For information on the behavior of the invalidate, clean, and prefetch operations in the secure and nonsecure operations, see the ARM Architecture Reference Manual.

Data formats for the cache operations

The possible formats for the data supplied to the cache maintenance and prefetch buffer operations depend on the specific operation:

Table 3.73 shows the data value supplied to each cache maintenance and prefetch buffer operations.

Table 3.73. Register c7 cache and prefetch buffer maintenance operations

CRm	Opcode_2	Function	Data
c5	0	Invalidate all instruction caches to PoU. Also flushes branch target cache.^[1]	SBZ
c5	1	Invalidate instruction cache line by MVA to PoU.	MVA
c5	4	Prefetch flush. The prefetch buffer is flushed.^[2]	SBZ
c5	6	Invalidate entire branch predictor array.	SBZ
c5	7	Invalidate MVA from branch predictor array	MVA
c6	1	Invalidate Data or Unified cache line by MVA to PoU.	MVA
c6	2	Invalidate Data or Unified cache line by Set/Way.	Set/Way
c10	1	Clean Data or Unified cache line by MVA to PoC.	MVA
c10	2	Clean Data or Unified cache line by Set/Way.	Set/Way
c11	1	Clean Data or Unified cache line by MVA to PoU.	MVA
c14	1	Clean and Invalidate Data or Unified cache line by MVA to PoC.	MVA
c14	2	Clean and Invalidate Data or Unified cache line by Set/Way.	Set/Way
^[1]Only applies to separate instruction caches, does not apply to unified caches. ^[2]Available in User mode.

Set and way

Figure 3.32 shows the set and way format for invalidate and clean operations.

Figure 3.32. c7 format for set and way

Table 3.74 shows how the bit values correspond with the Cache Operation functions for set and way format operations.

Table 3.74. Functional bits of c7 for set and way

Bits	Field	Function
[31:32-A]	Way	Selects the way for the c7 set and way cache operation.
[31-A:L+S]	-	Reserved, SBZ.
[L+S-1:L]	Set	Selects the set for the c7 set and way cache operation.
[L-1:4]	-	Reserved, SBZ.
[3:1]	Level	Selects the cache level for the c7 set and way operation. 0 indicates cache level 1 is selected.
[0]	-	Reserved, SBZ.

For the processor, the L1 and L2 cache are configurable at implementation time. Therefore, the set and way fields are unique to the configured cache sizes. Table 3.75 shows the values of A, L, and S for L1 cache sizes, and Table 3.76 shows the values of A, L, and S for L2 cache sizes.

Table 3.75. Values of A, L, and S for L1 cache sizes

L1	A L S	Way	Set	Level
16KB	2 6 6	[31:30]	[11:6]	[3:1]
32KB	2 6 7	[31:30]	[12:6]	[3:1]

Table 3.76 shows the values of A, L, and S for L2 cache sizes and the resultant bit range for Way, Set, and Level.

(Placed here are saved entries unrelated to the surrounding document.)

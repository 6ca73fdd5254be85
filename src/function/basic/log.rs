use crate::function::function::Function;

/// Logarithm with an arbitrary base, defined on `[0, +inf)`.
///
/// Follows float semantics at the edges: `-inf` at zero, `NaN` for negative
/// inputs.
#[derive(Debug, Clone, Copy)]
pub struct Log {
    base: f64
}

impl Log {
    pub fn new(base: f64) -> Log {
        Log { base }
    }

    pub fn natural() -> Log {
        Log::new(std::f64::consts::E)
    }

    pub fn base(&self) -> f64 {
        self.base
    }
}

impl Function for Log {
    fn value(&self, x: f64) -> f64 {
        x.ln() / self.base.ln()
    }

    fn left_domain_border(&self) -> f64 {
        0.0
    }
}
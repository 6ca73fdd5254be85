pub mod configuration;

pub mod codec {
    pub mod codecerror;
    pub mod binarycodec;
    pub mod textcodec;
    pub mod recordcodec;
    pub mod jsoncodec;
}

pub mod function {
    pub mod function;
    pub mod functionmanager;

    pub mod basic {
        pub mod trigonometric;
        pub mod exp;
        pub mod log;
    }

    pub mod meta {
        pub mod sum;
        pub mod mult;
        pub mod power;
        pub mod composition;
        pub mod scale;
        pub mod shift;
        pub mod functions;
    }
}

pub mod manager {
    pub mod namedobject;
    pub mod managererror;
    pub mod manager;
}

pub mod tabulated {
    pub mod point2d;
    pub mod tabulatederror;
    pub mod tabulatedfunction;
    pub mod arraytabulatedfunction;
    pub mod tabulator;
    pub mod tabulationmanager;
}
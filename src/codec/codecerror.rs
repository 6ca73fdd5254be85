use std::io;

use thiserror::Error;

use crate::tabulated::tabulatederror::TabulatedFunctionError;

/// Failures of the encode/decode routines.
#[derive(Debug, Error)]
pub enum CodecError {
    /// The underlying stream failed.
    #[error("I/O failure: {0}")]
    Io(#[from] io::Error),

    /// Structurally malformed data: negative count, truncation, bad envelope.
    #[error("malformed data: {0}")]
    Format(String),

    /// A text token that is not a number of the expected kind.
    #[error("cannot parse '{token}' as {expected}")]
    Parse {
        token: String,
        expected: &'static str
    },

    #[error("json: {0}")]
    Json(#[from] serde_json::Error),

    /// Well-formed data describing points that cannot form a function.
    #[error("decoded points rejected: {0}")]
    Function(#[from] TabulatedFunctionError)
}

impl CodecError {
    pub(crate) fn negative_count(count: i64) -> CodecError {
        CodecError::Format(format!("points count must not be negative, got {}", count))
    }

    pub(crate) fn truncated(read: usize, declared: usize) -> CodecError {
        CodecError::Format(format!(
            "stream ended after {} of {} declared points",
            read, declared
        ))
    }
}
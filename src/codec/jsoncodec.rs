use std::io::{
    self,
    Read,
    Write
};

use crate::codec::codecerror::CodecError;
use crate::tabulated::arraytabulatedfunction::ArrayTabulatedFunction;

/// Stream failures wrapped by serde_json become [`CodecError::Io`].
fn from_serde_json_error(e: serde_json::Error) -> CodecError {
    if e.is_io() {
        CodecError::Io(io::Error::from(e))
    } else {
        CodecError::Json(e)
    }
}

/// `{"points":[{"x":..,"y":..},...]}`
pub fn to_json_writer<W: Write>(function: &ArrayTabulatedFunction, out: &mut W) -> Result<(), CodecError> {
    serde_json::to_writer(&mut *out, function).map_err(from_serde_json_error)?;
    out.flush()?;
    Ok(())
}

/// Ordering and point-count rules are re-checked while deserializing; a
/// violation surfaces as [`CodecError::Json`].
pub fn from_json_reader<R: Read>(input: R) -> Result<ArrayTabulatedFunction, CodecError> {
    serde_json::from_reader(input).map_err(from_serde_json_error)
}
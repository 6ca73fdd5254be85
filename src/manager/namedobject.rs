use serde::{
    Serialize,
    Deserialize
};

/// The `name` every configuration entry carries; other fields are ignored.
#[derive(Clone, Serialize, Deserialize)]
pub struct NamedJsonObject {
    name: String
}

impl NamedJsonObject {
    pub fn new(name: String) -> NamedJsonObject {
        NamedJsonObject { name }
    }

    pub fn name(&self) -> &str {
        &self.name
    }
}
use std::sync::Arc;

use crate::function::function::Function;

/// `f(x) + g(x)` over the intersection of both domains.
pub struct Sum {
    lhs: Arc<dyn Function>,
    rhs: Arc<dyn Function>
}

impl Sum {
    pub fn new(lhs: Arc<dyn Function>, rhs: Arc<dyn Function>) -> Sum {
        Sum { lhs, rhs }
    }
}

impl Function for Sum {
    fn value(&self, x: f64) -> f64 {
        self.lhs.value(x) + self.rhs.value(x)
    }

    fn left_domain_border(&self) -> f64 {
        self.lhs.left_domain_border().max(self.rhs.left_domain_border())
    }

    fn right_domain_border(&self) -> f64 {
        self.lhs.right_domain_border().min(self.rhs.right_domain_border())
    }
}
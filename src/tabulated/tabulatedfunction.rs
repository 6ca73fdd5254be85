use crate::function::function::Function;
use crate::tabulated::point2d::Point2D;
use crate::tabulated::tabulatederror::TabulatedFunctionError;

/// Tolerance for boundary hits during evaluation and for X ordering.
pub const EPSILON: f64 = 1e-10;

/// The single ordering rule shared by construction and every mutation:
/// neighbouring X values must be more than [`EPSILON`] apart.
pub fn is_strictly_ordered(lhs_x: f64, rhs_x: f64) -> bool {
    rhs_x - lhs_x > EPSILON
}

/// A function defined by an ordered set of points and evaluated by
/// piecewise-linear interpolation between them.
///
/// Points are addressed by index `0..points_count()`. Accessors hand out
/// copies; the stored points only change through the mutators below, which
/// all preserve the ordering rule of [`is_strictly_ordered`] and keep at least
/// two points.
pub trait TabulatedFunction: Function {
    fn points_count(&self) -> usize;

    fn point(&self, index: usize) -> Result<Point2D, TabulatedFunctionError>;

    fn point_x(&self, index: usize) -> Result<f64, TabulatedFunctionError> {
        self.point(index).map(|pt| pt.x())
    }

    fn point_y(&self, index: usize) -> Result<f64, TabulatedFunctionError> {
        self.point(index).map(|pt| pt.y())
    }

    fn points(&self) -> Vec<Point2D>;

    fn set_point(&mut self, index: usize, point: Point2D) -> Result<(), TabulatedFunctionError>;

    fn set_point_x(&mut self, index: usize, x: f64) -> Result<(), TabulatedFunctionError>;

    fn set_point_y(&mut self, index: usize, y: f64) -> Result<(), TabulatedFunctionError>;

    fn insert_point(&mut self, point: Point2D) -> Result<(), TabulatedFunctionError>;

    fn delete_point(&mut self, index: usize) -> Result<(), TabulatedFunctionError>;
}
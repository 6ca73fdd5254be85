//! Whitespace-separated text layout:
//!
//! ```text
//! <count> <x0> <y0> <x1> <y1> ...
//! ```
//!
//! Numbers are written with the shortest representation that parses back to
//! the same bits, so text round-trips are exact. Tokens after the declared
//! points are ignored.

use std::io::{
    Read,
    Write
};
use std::str::{
    FromStr,
    SplitWhitespace
};

use log::debug;

use crate::codec::binarycodec::MAX_PREALLOCATED_POINTS;
use crate::codec::codecerror::CodecError;
use crate::tabulated::arraytabulatedfunction::ArrayTabulatedFunction;
use crate::tabulated::point2d::Point2D;
use crate::tabulated::tabulatedfunction::TabulatedFunction;

/// Writes `function` as text, every token followed by a single space, and
/// flushes `out`.
pub fn write_tabulated_function<W: Write + ?Sized>(
    function: &dyn TabulatedFunction,
    out: &mut W,
) -> Result<(), CodecError> {
    let points = function.points();
    write!(out, "{} ", points.len())?;
    for pt in &points {
        write!(out, "{} {} ", pt.x(), pt.y())?;
    }
    out.flush()?;
    debug!("wrote {} points as text", points.len());
    Ok(())
}

struct Tokens<'a> {
    inner: SplitWhitespace<'a>
}

impl<'a> Tokens<'a> {
    fn next<T: FromStr>(&mut self, expected: &'static str, on_missing: impl FnOnce() -> CodecError) -> Result<T, CodecError> {
        let token = self.inner.next().ok_or_else(on_missing)?;
        token.parse::<T>().map_err(|_| CodecError::Parse {
            token: token.to_owned(),
            expected
        })
    }
}

/// Reads a function written by [`write_tabulated_function`].
pub fn read_tabulated_function<R: Read + ?Sized>(input: &mut R) -> Result<ArrayTabulatedFunction, CodecError> {
    let mut bytes = Vec::new();
    input.read_to_end(&mut bytes)?;
    let text = String::from_utf8(bytes).map_err(|e| {
        let start = e.utf8_error().valid_up_to();
        let end = start + e.utf8_error().error_len().unwrap_or(e.as_bytes().len() - start);
        CodecError::Parse {
            token: e.as_bytes()[start..end].escape_ascii().to_string(),
            expected: "UTF-8 text"
        }
    })?;
    let mut tokens = Tokens { inner: text.split_whitespace() };

    let count: i32 = tokens.next("a 32-bit points count", || {
        CodecError::Format("no points count found".to_owned())
    })?;
    if count < 0 {
        return Err(CodecError::negative_count(count as i64));
    }

    let count = count as usize;
    let mut points = Vec::with_capacity(count.min(MAX_PREALLOCATED_POINTS));
    for i in 0..count {
        let x: f64 = tokens.next("a number", || CodecError::truncated(i, count))?;
        let y: f64 = tokens.next("a number", || CodecError::truncated(i, count))?;
        points.push(Point2D::new(x, y));
    }
    debug!("read {} points as text", points.len());
    Ok(ArrayTabulatedFunction::new(points)?)
}
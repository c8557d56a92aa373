use crate::parser::ScannedSource;
use gbuild_core::model::{DirectiveKind, SourceUnit};
use gbuild_core::resolver::FlagResolver;
use indexmap::IndexSet;

/// Applies the directives of a scanned file, running `pkg-config` lookups
/// through `resolver`. Failed lookups are logged and skipped; empty output is
/// kept like any other entry.
pub fn resolve(scanned: ScannedSource, resolver: &dyn FlagResolver) -> SourceUnit {
    let mut target = None;
    let mut cflags = Vec::new();
    let mut ldflags = Vec::new();

    for directive in &scanned.directives {
        match directive.kind {
            DirectiveKind::Target => target = Some(directive.payload.clone()),
            DirectiveKind::CompileFlags => cflags.push(directive.payload.clone()),
            DirectiveKind::LinkFlags => ldflags.push(directive.payload.clone()),
            DirectiveKind::PkgConfig => {
                let libraries = directive.libraries();
                for library in &libraries {
                    match resolver.cflags(library) {
                        Ok(flags) => cflags.push(flags),
                        Err(e) => tracing::warn!("pkg-config err: {}", e),
                    }
                }
                for library in &libraries {
                    match resolver.libs(library) {
                        Ok(flags) => ldflags.push(flags),
                        Err(e) => tracing::warn!("pkg-config err: {}", e),
                    }
                }
            }
        }
    }

    SourceUnit {
        package: scanned.package,
        target,
        deps: scanned.deps,
        funcs: scanned.funcs,
        cflags: remove_dups(cflags),
        ldflags: remove_dups(ldflags),
    }
}

/// Drops repeated entries, keeping the first occurrence of each.
pub fn remove_dups(list: Vec<String>) -> Vec<String> {
    list.into_iter()
        .collect::<IndexSet<String>>()
        .into_iter()
        .collect()
}
use crate::error::Result;

/// Resolves native library names to compiler and linker flags.
///
/// The toolchain implements this by running `pkg-config`; tests plug in fakes.
pub trait FlagResolver: Send + Sync {
    /// Output of `pkg-config --cflags <library>`, trimmed.
    fn cflags(&self, library: &str) -> Result<String>;

    /// Output of `pkg-config --libs <library>`, trimmed.
    fn libs(&self, library: &str) -> Result<String>;
}

/// Resolver that knows no libraries. Every lookup fails.
#[derive(Debug, Default, Clone, Copy)]
pub struct NoopFlagResolver;

impl FlagResolver for NoopFlagResolver {
    fn cflags(&self, library: &str) -> Result<String> {
        Err(crate::error::GbuildError::tool_not_found(
            "pkg-config",
            format!("no resolver configured for '{}'", library),
        ))
    }

    fn libs(&self, library: &str) -> Result<String> {
        self.cflags(library)
    }
}
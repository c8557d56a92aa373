//! Conditional build tags on `#cgo` lines.
//!
//! A tag expression is a comma separated conjunction of terms, each optionally
//! negated with `!`: `linux`, `!windows`, `linux,amd64`.

use gbuild_core::ToolchainConfig;
use std::collections::HashSet;

#[derive(Debug, Clone, PartialEq, Eq)]
pub struct BuildTags {
    satisfied: HashSet<String>,
}

impl BuildTags {
    pub fn new<I, S>(tags: I) -> Self
    where
        I: IntoIterator<Item = S>,
        S: Into<String>,
    {
        Self {
            satisfied: tags.into_iter().map(Into::into).collect(),
        }
    }

    /// Tags satisfied by a build for the configured platform, with cgo enabled.
    pub fn from_config(config: &ToolchainConfig) -> Self {
        let mut tags = Self::new([config.goos.as_str(), config.goarch.as_str(), "cgo"]);
        tags.satisfied.extend(config.tags.iter().cloned());
        tags
    }

    /// Returns true when every term of `expr` holds. Malformed expressions never hold.
    pub fn matches(&self, expr: &str) -> bool {
        if expr.is_empty() {
            return false;
        }
        expr.split(',').all(|term| self.term_holds(term))
    }

    fn term_holds(&self, term: &str) -> bool {
        let (negated, name) = match term.strip_prefix('!') {
            Some(rest) => (true, rest),
            None => (false, term),
        };
        if !is_valid_tag(name) {
            return false;
        }
        self.satisfied.contains(name) != negated
    }
}

impl Default for BuildTags {
    fn default() -> Self {
        Self::from_config(&ToolchainConfig::default())
    }
}

fn is_valid_tag(name: &str) -> bool {
    !name.is_empty()
        && name
            .chars()
            .all(|c| c.is_ascii_alphanumeric() || c == '_' || c == '.')
}
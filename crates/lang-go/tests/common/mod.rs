use gbuild_core::error::{GbuildError, Result};
use gbuild_core::resolver::FlagResolver;
use gbuild_go::{BuildTags, GoExtractor};
use std::collections::HashMap;

/// Extractor for a linux/amd64 build with cgo enabled.
#[allow(dead_code)]
pub fn linux_extractor() -> GoExtractor {
    GoExtractor::new(BuildTags::new(["linux", "amd64", "cgo"]))
        .expect("Go grammar should load")
}

/// pkg-config stand-in answering from a fixed table of libraries.
#[allow(dead_code)]
#[derive(Default)]
pub struct StubPkgConfig {
    libraries: HashMap<String, (String, String)>,
}

#[allow(dead_code)]
impl StubPkgConfig {
    pub fn with(mut self, library: &str, cflags: &str, libs: &str) -> Self {
        self.libraries
            .insert(library.to_string(), (cflags.to_string(), libs.to_string()));
        self
    }

    fn missing(library: &str) -> GbuildError {
        GbuildError::Subprocess {
            command: "pkg-config".to_string(),
            args: vec![library.to_string()],
            status: "exit status: 1".to_string(),
            stderr: format!("Package {} was not found in the pkg-config search path", library),
        }
    }
}

impl FlagResolver for StubPkgConfig {
    fn cflags(&self, library: &str) -> Result<String> {
        self.libraries
            .get(library)
            .map(|(cflags, _)| cflags.clone())
            .ok_or_else(|| Self::missing(library))
    }

    fn libs(&self, library: &str) -> Result<String> {
        self.libraries
            .get(library)
            .map(|(_, libs)| libs.clone())
            .ok_or_else(|| Self::missing(library))
    }
}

See Table 3.74 and Figure 3.32.

Table 3.76. Values of A, L, and S for L2 cache sizes

L2	A L S	Way	Set	Level
0KB	3 6 0	[31:29]	-	[3:1]
128KB	3 6 8	[31:29]	[13:6]	[3:1]
256KB	3 6 9	[31:29]	[14:6]	[3:1]
512KB	3 6 10	[31:29]	[15:6]	[3:1]
1024KB	3 6 11	[31:29]	[16:6]	[3:1]

See c0, Cache Type Register for more information on cache sizes.

MVA

Figure 3.33 shows the MVA format for invalidate, clean, and prefetch operations.

Figure 3.33. c7 format for MVA

Table 3.77 shows how the bit values correspond with the Cache Operation functions for MVA format operations.

Table 3.77. Functional bits of c7 for MVA

Bits	Field	Function
[31:6]	Modified virtual address	Specifies address to invalidate, clean, or prefetch
[5:0]	-	Reserved, SBZ

SBZ

The value supplied Should-Be-Zero. The value 0x00000000 must be written to the register.

VA to PA translation operations

The purpose of the VA to PA translation operations, nonsecure operations, is to provide a secure means to determine address translation between the Secure and Nonsecure states. VA to PA translations operate through:

PA Register

The purpose of the Physical Address Register (PAR) is to hold:

the Physical Address (PA) after a successful translation
the source of the abort for an unsuccessful translation.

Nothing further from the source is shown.